Common questions about bacteria, viruses and vaccines during pregnancy

By Dr. Deb Krahl

Dr. Deb Krahl has been a practicing OB/GYN for 16 years. She received her medical degree from the University of Minnesota before completing her residency training at the University of California-Irvine. She has been with Aspen Medical Group for the last nine years and is currently the lead OB/GYN physician there. She is excited to be among the OB/GYN’s delivering at The Mother Baby Center.

Another glorious Minnesota winter is just around the corner – yay! Experiencing the first snowfall, sledding with hot cocoa and spending the holidays snuggled up with family are wonderful winter thoughts. Unfortunately, winter is also associated with colds, coughs, strep throat and the flu. That makes it a relevant time to go over possible viruses and infections – weather-related and otherwise – that I always like to discuss with my patients.

Influenza

If you’re pregnant during the winter, the most important thing you can do is GET A FLU SHOT! Children, the elderly, people with chronic medical problems and pregnant patients are the high risk groups that should get the flu vaccine. Don’t think “I never get sick” or “I don’t want the flu shot because I might get sick from it.”  If you get the flu while pregnant, you could become extremely ill, have severe respiratory problems or even die, so please get your flu shot.

Pertussis

Whooping cough or pertussis has made a comeback nationally. The Tdap vaccine (tetanus/diphtheria/pertussis) is strongly recommended during pregnancy if you haven’t had this vaccine in the past 10 years. This vaccine is important for both you and your baby. It protects your baby against whooping cough from birth to 2 months when the baby gets his or her first pertussis vaccine as a newborn.

Varicella (chickenpox)

Most people have had chickenpox. But if you’re unsure, please tell your OB provider at the first visit. Blood work can be done to check your immunity. If not immune, you should get the chickenpox vaccine after delivery.

Herpes virus

Genital herpes is very common, and it’s important to discuss this with your OB provider so they know your history. Anyone with a history of herpes should be on daily medication the last month of pregnancy to prevent this infection from being passed to the baby in labor. If someone has an active herpes infection in labor, she would need a Cesarean section so the virus does not pass to the baby while going through the birth canal.

Toxoplasmosis

Avoid changing or touching cat litter and eating uncooked meats to avoid this infection during pregnancy.

Listeria

Don’t eat any unpasteurized milks or cheeses, which could cause this infection during  pregnancy.
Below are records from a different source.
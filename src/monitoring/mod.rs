pub mod logger;

pub use logger::{ReportLogEntry, ReportLogger};
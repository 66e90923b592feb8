use serde::{Deserialize, Serialize};

/// Caller-supplied description of a protocol. Only `address` and `name`
/// are required; every other section is best-effort data from whatever
/// upstream fetcher the caller ran (or none at all).
#[derive(Debug, Clone, Default, Serialize, Deserialize)]
#[serde(rename_all = "camelCase")]
pub struct ProtocolInput {
    pub address: String,
    pub name: String,
    /// Total value locked, USD.
    #[serde(default)]
    pub tvl: Option<f64>,
    #[serde(default)]
    pub tokenomics: Option<Tokenomics>,
    #[serde(default)]
    pub governance: Option<Governance>,
    #[serde(default)]
    pub pools: Option<Vec<Pool>>,
}

impl ProtocolInput {
    /// Pools slice regardless of whether the section was supplied.
    pub fn pools(&self) -> &[Pool] {
        self.pools.as_deref().unwrap_or(&[])
    }

    pub fn total_pool_liquidity(&self) -> f64 {
        self.pools().iter().map(|p| p.liquidity).sum()
    }

    pub fn total_pool_volume(&self) -> f64 {
        self.pools().iter().map(|p| p.volume24h).sum()
    }
}

#[derive(Debug, Clone, Default, Serialize, Deserialize)]
#[serde(rename_all = "camelCase")]
pub struct Tokenomics {
    #[serde(default)]
    pub total_supply: Option<f64>,
    #[serde(default)]
    pub circulating_supply: Option<f64>,
    /// Tokens emitted per hour.
    #[serde(default)]
    pub emission_rate: Option<f64>,
    /// Gini coefficient of holder concentration, 0 (equal) to 1.
    #[serde(default)]
    pub concentration: Option<f64>,
    #[serde(default)]
    pub vesting_schedule: Option<Vec<VestingEvent>>,
}

#[derive(Debug, Clone, Serialize, Deserialize)]
#[serde(rename_all = "camelCase")]
pub struct VestingEvent {
    /// Unlock time, unix seconds.
    pub timestamp: i64,
    pub amount: f64,
    pub recipient: String,
}

/// Governance parameters. Fields the fetcher could not determine are left
/// out and the rules that read them simply do not fire.
#[derive(Debug, Clone, Default, Serialize, Deserialize)]
#[serde(rename_all = "camelCase")]
pub struct Governance {
    /// Fraction of voting power required for a valid proposal, 0-1.
    #[serde(default)]
    pub quorum: Option<f64>,
    /// Seconds.
    #[serde(default)]
    pub voting_period: Option<f64>,
    /// Seconds between a proposal passing and execution.
    #[serde(default)]
    pub timelock_delay: Option<f64>,
    /// Fraction of supply needed to submit a proposal, 0-1.
    #[serde(default)]
    pub proposal_threshold: Option<f64>,
    /// Voting power share of the single largest holder, 0-1.
    #[serde(default)]
    pub top_holder_voting_power: Option<f64>,
}

#[derive(Debug, Clone, Serialize, Deserialize)]
#[serde(rename_all = "camelCase")]
pub struct Pool {
    pub address: String,
    pub token0: String,
    pub token1: String,
    /// USD.
    #[serde(default)]
    pub liquidity: f64,
    /// USD traded over the last 24h.
    #[serde(default)]
    pub volume24h: f64,
    /// LP fee as a fraction (0.003 = 30 bps).
    #[serde(default)]
    pub fees: f64,
}

impl Pool {
    /// 24h volume relative to pool depth. Zero-liquidity pools report zero
    /// utilization rather than a division blowup.
    pub fn utilization(&self) -> f64 {
        if self.liquidity > 0.0 {
            self.volume24h / self.liquidity
        } else {
            0.0
        }
    }
}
Parvo virus (Fifth disease)

This virus is most common in young children so teachers, daycare providers and mothers of little kids are most likely to encounter it. If you’re exposed to this in pregnancy, call your OB provider to get blood work done to check your immune status. If you are not immune, repeat blood work will be done to see if an exposure has occurred.

HIV and hepatitis B

All OB patients are encouraged to have these tests done at the first OB visit. If a patient is a hepatitis B carrier, it is crucial the baby gets the hepatitis B vaccine and immune globulin immediately after delivery. If a patient has HIV, treatment during pregnancy is essential to reduce the chances that HIV will be passed to the baby.

Common bacterial infections

Strep throat, sinus and ear infections, bronchitis and pneumonia are all common winter illnesses. Most antibiotics used to treat these conditions are safe in pregnancy, so don’t be afraid to take medication if cleared by your OB doctor.

As winter creeps up on us, get your flu shot, find a bigger winter coat to grow into and make sure to have comfortable winter boots so you don’t slip on the ice…and let the snow fall!